What is the number of lines in this listing that include "crates"? Answer with that number only.

+===+

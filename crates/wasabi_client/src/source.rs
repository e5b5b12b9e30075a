//! The seam between the loader and wherever pages come from.

use async_trait::async_trait;
use common::RawArtist;

/// A paginated source of raw artist records.
#[async_trait]
pub trait ArtistSource: Send + Sync {
    /// Fetch the page starting at `offset`.
    ///
    /// Never fails: an unrecoverable page comes back empty and the caller
    /// carries on with the other offsets.
    async fn fetch_page(&self, offset: u64, batch_size: u32) -> Vec<RawArtist>;
}
//! Optional request pacing for the upstream.
//!
//! The concurrency cap bounds requests in flight; this bounds how many
//! start per second. A zero quota leaves requests unpaced.

use governor::{Quota, RateLimiter as GovLimiter};
use std::num::NonZeroU32;
use std::sync::Arc;

type DirectLimiter = GovLimiter<
    governor::state::NotKeyed,
    governor::state::InMemoryState,
    governor::clock::DefaultClock,
>;

#[derive(Debug, Clone, Default)]
pub struct RequestPacer {
    limiter: Option<Arc<DirectLimiter>>,
}

impl RequestPacer {
    /// Pace to `requests_per_sec`; 0 disables pacing.
    pub fn per_second(requests_per_sec: u32) -> Self {
        let limiter = NonZeroU32::new(requests_per_sec)
            .map(|n| Arc::new(GovLimiter::direct(Quota::per_second(n))));
        Self { limiter }
    }

    pub fn is_paced(&self) -> bool {
        self.limiter.is_some()
    }

    /// Wait until a request slot is available.
    pub async fn wait(&self) {
        if let Some(limiter) = &self.limiter {
            limiter.until_ready().await;
        }
    }
}
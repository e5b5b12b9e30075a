//! Aggregation, snapshot caching and load orchestration for the artist catalog.

pub mod aggregator;
pub mod cache;
pub mod loader;

pub use aggregator::{normalize, Aggregator, CatalogTables};
pub use cache::{CacheSnapshot, CacheStore, SNAPSHOT_VERSION};
pub use loader::{ArtistLoader, FetchSummary, LoadOutcome, LoaderState};
//! Record normalization and the aggregate indices built from it.
//!
//! Every update is a sum or a list append, so any arrival order produces
//! the same totals. Each index is a `DashMap` (per-shard locking) and the
//! master list sits behind its own mutex, which makes `process` safe to
//! call from several tasks at once.

use std::collections::{BTreeMap, HashMap};
use std::sync::{Mutex, MutexGuard, PoisonError};

use common::{
    ArtistMembers, ArtistSummary, CountryPopularity, CountryStat, GenrePopularityByCountry,
    GenreRoster, NormalizedArtist, RawArtist, UNKNOWN,
};
use dashmap::DashMap;
use serde::{Deserialize, Serialize};

fn or_unknown(value: Option<&str>) -> String {
    match value.map(str::trim) {
        Some(v) if !v.is_empty() => v.to_string(),
        _ => UNKNOWN.to_string(),
    }
}

/// Apply default substitution and derive album/song counts.
pub fn normalize(raw: &RawArtist) -> NormalizedArtist {
    let location = raw.location.as_ref();
    let city = or_unknown(location.and_then(|l| l.city.as_deref()));
    let country = or_unknown(location.and_then(|l| l.country.as_deref()));

    let raw_albums = raw.albums.as_deref().unwrap_or_default();
    let mut albums = BTreeMap::new();
    let mut song_count = 0u64;
    for album in raw_albums {
        let songs: Vec<String> = album
            .songs
            .as_deref()
            .unwrap_or_default()
            .iter()
            .map(|s| or_unknown(s.title.as_deref()))
            .collect();
        song_count += songs.len() as u64;
        albums.insert(or_unknown(album.title.as_deref()), songs);
    }

    let members = raw
        .members
        .as_deref()
        .unwrap_or_default()
        .iter()
        .filter_map(|m| m.name())
        .map(str::trim)
        .filter(|n| !n.is_empty())
        .map(str::to_string)
        .collect();

    NormalizedArtist {
        name: or_unknown(raw.name.as_deref()),
        location: format!("{}, {}", city, country),
        deezer_fans: raw.deezer_fans.unwrap_or(0),
        genres: raw.genres.clone().unwrap_or_default(),
        albums,
        album_count: raw_albums.len() as u64,
        song_count,
        country,
        members,
    }
}
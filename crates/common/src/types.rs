//! Domain types shared across the catalog.

use std::collections::BTreeMap;

use serde::de::DeserializeOwned;
use serde::{Deserialize, Deserializer, Serialize};

/// Placeholder used for blank or missing scalar fields.
pub const UNKNOWN: &str = "Unknown";

// ── Upstream record types ─────────────────────────────────────────────

/// An artist object as returned by `GET {base_url}{offset}`.
///
/// Every field is optional; `null` and absence are treated the same way.
#[derive(Debug, Clone, Default, PartialEq, Serialize, Deserialize)]
pub struct RawArtist {
    #[serde(default)]
    pub name: Option<String>,
    #[serde(default)]
    pub location: Option<RawLocation>,
    #[serde(rename = "deezerFans", default, deserialize_with = "lenient_count")]
    pub deezer_fans: Option<u64>,
    #[serde(default, deserialize_with = "lenient_list")]
    pub genres: Option<Vec<String>>,
    #[serde(default, deserialize_with = "lenient_list")]
    pub albums: Option<Vec<RawAlbum>>,
    #[serde(default, deserialize_with = "lenient_list")]
    pub members: Option<Vec<RawMember>>,
}

#[derive(Debug, Clone, Default, PartialEq, Serialize, Deserialize)]
pub struct RawLocation {
    #[serde(default)]
    pub city: Option<String>,
    #[serde(default)]
    pub country: Option<String>,
}

#[derive(Debug, Clone, Default, PartialEq, Serialize, Deserialize)]
pub struct RawAlbum {
    #[serde(default)]
    pub title: Option<String>,
    #[serde(default, deserialize_with = "lenient_list")]
    pub songs: Option<Vec<RawSong>>,
}

#[derive(Debug, Clone, Default, PartialEq, Serialize, Deserialize)]
pub struct RawSong {
    #[serde(default)]
    pub title: Option<String>,
}

/// Band member entry: the upstream sends either a bare name or an object.
#[derive(Debug, Clone, PartialEq, Serialize, Deserialize)]
#[serde(untagged)]
pub enum RawMember {
    Name(String),
    Detailed {
        #[serde(default)]
        name: Option<String>,
    },
}

impl RawMember {
    pub fn name(&self) -> Option<&str> {
        match self {
            RawMember::Name(n) => Some(n.as_str()),
            RawMember::Detailed { name } => name.as_deref(),
        }
    }
}

/// Accepts integers, floats, numeric strings and `null` for counters.
/// Negative or unparseable values collapse to `None`.
fn lenient_count<'de, D>(deserializer: D) -> Result<Option<u64>, D::Error>
where
    D: Deserializer<'de>,
{
    let value = Option::<serde_json::Value>::deserialize(deserializer)?;
    Ok(match value {
        Some(serde_json::Value::Number(n)) => n
            .as_u64()
            .or_else(|| n.as_f64().filter(|f| *f >= 0.0).map(|f| f as u64)),
        Some(serde_json::Value::String(s)) => s.trim().parse::<u64>().ok(),
        _ => None,
    })
}

/// Accepts a list whose entries may be `null` or of the wrong shape.
/// Such entries are dropped; the rest of the record is kept.
fn lenient_list<'de, D, T>(deserializer: D) -> Result<Option<Vec<T>>, D::Error>
where
    D: Deserializer<'de>,
    T: DeserializeOwned,
{
    let items = Option::<Vec<serde_json::Value>>::deserialize(deserializer)?;
    Ok(items.map(|items| {
        items
            .into_iter()
            .filter_map(|item| serde_json::from_value(item).ok())
            .collect()
    }))
}

// ── Normalized record ─────────────────────────────────────────────────

/// An artist after default substitution and derived counts.
#[derive(Debug, Clone, PartialEq, Eq, Serialize, Deserialize)]
pub struct NormalizedArtist {
    pub name: String,
    /// `"{city}, {country}"`.
    pub location: String,
    pub deezer_fans: u64,
    pub genres: Vec<String>,
    /// Album title → song titles.
    pub albums: BTreeMap<String, Vec<String>>,
    pub album_count: u64,
    pub song_count: u64,
    pub country: String,
    pub members: Vec<String>,
}

// ── Aggregates ────────────────────────────────────────────────────────

/// Per-country totals.
#[derive(Debug, Clone, PartialEq, Eq, Serialize, Deserialize)]
pub struct CountryStat {
    pub country: String,
    pub artist_count: u64,
    pub song_count: u64,
    pub deezer_fans: u64,
}

/// Artist count and summed fans for one country.
#[derive(Debug, Clone, Copy, Default, PartialEq, Eq, Serialize, Deserialize)]
pub struct CountryPopularity {
    pub artist_count: u64,
    pub total_fans: u64,
}

/// country → (genre → summed fans).
pub type GenrePopularityByCountry = BTreeMap<String, BTreeMap<String, u64>>;

/// One artist entry inside a genre roster.
#[derive(Debug, Clone, PartialEq, Eq, PartialOrd, Ord, Serialize, Deserialize)]
pub struct ArtistSummary {
    pub name: String,
    pub song_count: u64,
    pub album_count: u64,
    pub deezer_fans: u64,
    pub country: String,
}

/// All artists seen for one genre, in arrival order.
#[derive(Debug, Clone, PartialEq, Eq, Serialize, Deserialize)]
pub struct GenreRoster {
    pub genre: String,
    pub artists: Vec<ArtistSummary>,
}

/// Artist name paired with its member list.
#[derive(Debug, Clone, PartialEq, Eq, Serialize, Deserialize)]
pub struct ArtistMembers {
    pub artist: String,
    pub members: Vec<String>,
}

+===+

### FINISHED EXERCISE
2